Canceled: Thomas Jefferson Statue Targeted For Removal From NYC City Hall After 187 Years

It was probably inevitable, but the Gotham City Cancel Culture finally came for Thomas Jefferson.

The New York Post reported on Wednesday that, under Mayor Bill de Blasio’s advocacy, a statue of one of America’s preeminent Founding Fathers will be removed from the City Council Chambers inside City Hall.

The Jefferson statue has resided at the site for 187 years. According to the Post, Uriah Phillips Levy, a U.S. Navy officer, presented the monument to the city in 1834.

The ahistorical liberals who run America’s largest city intend to lend the statue to the New York Historical Society. A Democratic city councilman told the Post the loan was “indefinite,” meaning Jefferson is most likely banished from City Hall for good.

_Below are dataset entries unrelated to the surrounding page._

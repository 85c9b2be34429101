use std::collections::HashSet;

use crate::error::EncodingError;

/// A dynamically-typed value tree.
///
/// Equality is structural: numbers compare by variant and value (an
/// `Integer(1)` never equals a `Float(1.0)`), text compares byte-for-byte,
/// and maps compare entry by entry in insertion order.
#[derive(Debug, Clone, PartialEq, Default)]
pub enum Value {
    /// Absent value.
    #[default]
    None,
    Bool(bool),
    Integer(i64),
    Float(f64),
    Text(String),
    Binary(Vec<u8>),
    List(Vec<Value>),
    Map(Map),
}

impl Value {
    /// Build a binary value from raw bytes.
    pub fn binary(bytes: impl Into<Vec<u8>>) -> Self {
        Value::Binary(bytes.into())
    }

    /// Short name of the variant, for diagnostics.
    pub fn type_name(&self) -> &'static str {
        match self {
            Value::None => "none",
            Value::Bool(_) => "boolean",
            Value::Integer(_) => "integer",
            Value::Float(_) => "float",
            Value::Text(_) => "text",
            Value::Binary(_) => "binary",
            Value::List(_) => "list",
            Value::Map(_) => "map",
        }
    }

    pub fn is_none(&self) -> bool {
        matches!(self, Value::None)
    }

    pub fn as_bool(&self) -> Option<bool> {
        match self {
            Value::Bool(b) => Some(*b),
            _ => None,
        }
    }

    pub fn as_i64(&self) -> Option<i64> {
        match self {
            Value::Integer(i) => Some(*i),
            _ => None,
        }
    }

    /// Numeric value as `f64`. Integers are converted, possibly losing precision.
    pub fn as_f64(&self) -> Option<f64> {
        match self {
            Value::Float(f) => Some(*f),
            Value::Integer(i) => Some(*i as f64),
            _ => None,
        }
    }

    pub fn as_str(&self) -> Option<&str> {
        match self {
            Value::Text(s) => Some(s),
            _ => None,
        }
    }

    pub fn as_bytes(&self) -> Option<&[u8]> {
        match self {
            Value::Binary(b) => Some(b),
            _ => None,
        }
    }

    pub fn as_list(&self) -> Option<&[Value]> {
        match self {
            Value::List(items) => Some(items),
            _ => None,
        }
    }

    pub fn as_map(&self) -> Option<&Map> {
        match self {
            Value::Map(map) => Some(map),
            _ => None,
        }
    }

    /// Look up a key when this value is a map.
    pub fn get(&self, key: &str) -> Option<&Value> {
        self.as_map().and_then(|map| map.get(key))
    }
}

impl From<bool> for Value {
    fn from(value: bool) -> Self {
        Value::Bool(value)
    }
}

macro_rules! from_integer {
    ($($ty:ty),*) => {
        $(
            impl From<$ty> for Value {
                fn from(value: $ty) -> Self {
                    Value::Integer(i64::from(value))
                }
            }
        )*
    };
}

from_integer!(i8, i16, i32, i64, u8, u16, u32);

macro_rules! try_from_integer {
    ($($ty:ty),*) => {
        $(
            impl TryFrom<$ty> for Value {
                type Error = EncodingError;

                fn try_from(value: $ty) -> Result<Self, Self::Error> {
                    i64::try_from(value)
                        .map(Value::Integer)
                        .map_err(|_| EncodingError::IntegerOutOfRange {
                            value: value as i128,
                        })
                }
            }
        )*
    };
}

try_from_integer!(u64, usize, isize);

impl TryFrom<i128> for Value {
    type Error = EncodingError;

    fn try_from(value: i128) -> Result<Self, Self::Error> {
        i64::try_from(value)
            .map(Value::Integer)
            .map_err(|_| EncodingError::IntegerOutOfRange { value })
    }
}

impl TryFrom<u128> for Value {
    type Error = EncodingError;

    fn try_from(value: u128) -> Result<Self, Self::Error> {
        i64::try_from(value)
            .map(Value::Integer)
            .map_err(|_| EncodingError::IntegerOutOfRange {
                value: i128::try_from(value).unwrap_or(i128::MAX),
            })
    }
}

impl From<f32> for Value {
    fn from(value: f32) -> Self {
        Value::Float(f64::from(value))
    }
}

impl From<f64> for Value {
    fn from(value: f64) -> Self {
        Value::Float(value)
    }
}

impl From<&str> for Value {
    fn from(value: &str) -> Self {
        Value::Text(value.to_owned())
    }
}

impl From<String> for Value {
    fn from(value: String) -> Self {
        Value::Text(value)
    }
}

impl From<&[u8]> for Value {
    fn from(value: &[u8]) -> Self {
        Value::Binary(value.to_vec())
    }
}

impl From<Vec<Value>> for Value {
    fn from(value: Vec<Value>) -> Self {
        Value::List(value)
    }
}

impl From<Map> for Value {
    fn from(value: Map) -> Self {
        Value::Map(value)
    }
}

impl<T: Into<Value>> From<Option<T>> for Value {
    fn from(value: Option<T>) -> Self {
        value.map_or(Value::None, Into::into)
    }
}

impl<T: Into<Value>> FromIterator<T> for Value {
    fn from_iter<I: IntoIterator<Item = T>>(iter: I) -> Self {
        Value::List(iter.into_iter().map(Into::into).collect())
    }
}

/// An insertion-ordered, text-keyed map.
///
/// Lookups are linear scans; maps exchanged with small devices hold a
/// handful of entries.
///
/// [`Map::insert`] keeps keys unique. [`Map::push`] and [`FromIterator`]
/// append without checking, and [`pack`](crate::pack) rejects any map that
/// ends up with a repeated key.
#[derive(Debug, Clone, Default, PartialEq)]
pub struct Map {
    entries: Vec<(String, Value)>,
}

impl Map {
    pub fn new() -> Self {
        Self::default()
    }

    pub fn with_capacity(capacity: usize) -> Self {
        Self {
            entries: Vec::with_capacity(capacity),
        }
    }

    /// Insert or replace. A replaced entry keeps its original position.
    pub fn insert(&mut self, key: impl Into<String>, value: impl Into<Value>) -> Option<Value> {
        let key = key.into();
        let value = value.into();
        match self.get_mut(&key) {
            Some(slot) => Some(std::mem::replace(slot, value)),
            None => {
                self.entries.push((key, value));
                None
            }
        }
    }

    /// Append an entry without checking for an existing key.
    pub fn push(&mut self, key: impl Into<String>, value: impl Into<Value>) {
        self.entries.push((key.into(), value.into()));
    }

    pub fn get(&self, key: &str) -> Option<&Value> {
        self.entries
            .iter()
            .find_map(|(k, v)| (k.as_str() == key).then_some(v))
    }

    pub fn get_mut(&mut self, key: &str) -> Option<&mut Value> {
        self.entries
            .iter_mut()
            .find_map(|(k, v)| (k.as_str() == key).then_some(v))
    }

    pub fn contains_key(&self, key: &str) -> bool {
        self.get(key).is_some()
    }

    /// Remove the first entry with `key`, preserving the order of the rest.
    pub fn remove(&mut self, key: &str) -> Option<Value> {
        let index = self.entries.iter().position(|(k, _)| k == key)?;
        Some(self.entries.remove(index).1)
    }

    pub fn len(&self) -> usize {
        self.entries.len()
    }

    pub fn is_empty(&self) -> bool {
        self.entries.is_empty()
    }

    pub fn iter(&self) -> impl Iterator<Item = (&str, &Value)> {
        self.entries.iter().map(|(k, v)| (k.as_str(), v))
    }

    pub fn keys(&self) -> impl Iterator<Item = &str> {
        self.entries.iter().map(|(k, _)| k.as_str())
    }

    pub fn values(&self) -> impl Iterator<Item = &Value> {
        self.entries.iter().map(|(_, v)| v)
    }

    /// The first key that appears more than once, if any.
    pub fn first_duplicate(&self) -> Option<&str> {
        let mut seen = HashSet::with_capacity(self.entries.len());
        self.keys().find(|key| !seen.insert(*key))
    }
}

impl<K: Into<String>, V: Into<Value>> FromIterator<(K, V)> for Map {
    fn from_iter<I: IntoIterator<Item = (K, V)>>(iter: I) -> Self {
        Self {
            entries: iter
                .into_iter()
                .map(|(k, v)| (k.into(), v.into()))
                .collect(),
        }
    }
}

impl IntoIterator for Map {
    type Item = (String, Value);
    type IntoIter = std::vec::IntoIter<(String, Value)>;

    fn into_iter(self) -> Self::IntoIter {
        self.entries.into_iter()
    }
}
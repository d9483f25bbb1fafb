// std
use std::sync::Arc;
// crates.io
use httpmock::prelude::*;
// self
use spring_config_client::{ConfigClient, create_config_client, registry::global_registry};

#[test]
fn create_config_client_returns_one_process_wide_instance() {
	let server = MockServer::start();
	let failing = server.mock(|when, then| {
		when.method(GET).path("/master/development-broken.json");
		then.status(500);
	});
	let app1 = server.mock(|when, then| {
		when.method(GET).path("/master/development-app1.json");
		then.status(200).header("content-type", "application/json").body(r#"{"name":"app1"}"#);
	});
	let app2 = server.mock(|when, then| {
		when.method(GET).path("/master/development-app2.json");
		then.status(200).header("content-type", "application/json").body(r#"{"name":"app2"}"#);
	});
	let builder = |app_name: &str| ConfigClient::builder(app_name).address(server.base_url());
	let err = create_config_client(builder("broken"))
		.expect_err("A failed first fetch should not populate the registry.");

	assert!(err.is_fatal());
	assert!(global_registry().is_empty());

	let client1 = create_config_client(builder("app1")).expect("First client should build.");
	let client2 = create_config_client(builder("app2")).expect("Second call should reuse it.");

	assert!(Arc::ptr_eq(&client1, &client2));
	assert_eq!(client2.app_name(), "app1");
	assert!(client2.cached_config().is_some());

	failing.assert_calls(1);
	app1.assert_calls(1);
	app2.assert_calls(0);

	global_registry().reset();

	let client3 = create_config_client(builder("app2")).expect("Reset registry should rebuild.");

	assert_eq!(client3.app_name(), "app2");

	app2.assert_calls(1);
}
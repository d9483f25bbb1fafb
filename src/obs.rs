//! Optional observability helpers for config-server requests.
//!
//! # Feature Flags
//!
//! - Enable `tracing` to emit structured spans named `spring_config_client.request` with the
//!   `kind` (request family) and `stage` (call site) fields, plus `warn!` events for failed
//!   requests and `error!` events for fatal configuration failures.
//! - Enable `metrics` to increment the `spring_config_client_request_total` counter for every
//!   attempt/success/failure, labeled by `kind` + `outcome`.

mod metrics;
mod tracing;

pub use metrics::*;
pub use tracing::*;

// self
use crate::_prelude::*;

/// Request families issued by the client.
#[derive(Clone, Copy, Debug, PartialEq, Eq, Hash)]
pub enum RequestKind {
	/// OAuth2 client-credentials token exchange.
	Token,
	/// Configuration document fetch.
	Config,
	/// Raw file fetch.
	File,
	/// Encrypt proxy call.
	Encrypt,
	/// Decrypt proxy call.
	Decrypt,
}
impl RequestKind {
	/// Returns a stable label suitable for span or metric fields.
	pub const fn as_str(self) -> &'static str {
		match self {
			RequestKind::Token => "token",
			RequestKind::Config => "config",
			RequestKind::File => "file",
			RequestKind::Encrypt => "encrypt",
			RequestKind::Decrypt => "decrypt",
		}
	}
}
impl Display for RequestKind {
	fn fmt(&self, f: &mut Formatter) -> FmtResult {
		f.write_str(self.as_str())
	}
}

/// Outcome labels recorded for each attempt.
#[derive(Clone, Copy, Debug, PartialEq, Eq, Hash)]
pub enum RequestOutcome {
	/// Request about to be sent.
	Attempt,
	/// Successful completion.
	Success,
	/// Failure propagated back to the caller.
	Failure,
}
impl RequestOutcome {
	/// Returns a stable label suitable for span or metric fields.
	pub const fn as_str(self) -> &'static str {
		match self {
			RequestOutcome::Attempt => "attempt",
			RequestOutcome::Success => "success",
			RequestOutcome::Failure => "failure",
		}
	}
}
impl Display for RequestOutcome {
	fn fmt(&self, f: &mut Formatter) -> FmtResult {
		f.write_str(self.as_str())
	}
}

And in the style of true left-wing potentates, de Blasio’s appointees to the Public Design Commission, which oversees public art, listed the removal of the statue under the “consent” items on the agenda for its meeting on Monday, the Post reported.

In such cases, the consent agenda is a block of items considered with a single vote. No public comment is allowed on those items.

The author of the Declaration of Independence had to go because he didn’t hold the views prevalent among today’s liberals.

A Democratic city councilman cited the Virginian’s racism, ownership of slaves, and treatment of his family as the reason why Jefferson is out after 187 years.

But it’s not exactly a surprise.

In June 2020, right after the death of George Floyd and the ensuing riots, de Blasio put his wife, who is black, in charge of the city’s Commission on Racial Justice and Reconciliation. Subsequently, canceling Jefferson’s statue was a priority for that group.

The Post noted that Jefferson’s image will be gone by the time the

 City Council gathers again on Oct. 21.

Republican Councilman Joe Borelli blasted the mayor for permitting this.

“The de Blasio administration will continue the progressive war on history as he, himself, fades away into a portrait on a City Hall wall. I hope he is at least gone a couple of hundred years before someone cancels him,” he told the Post.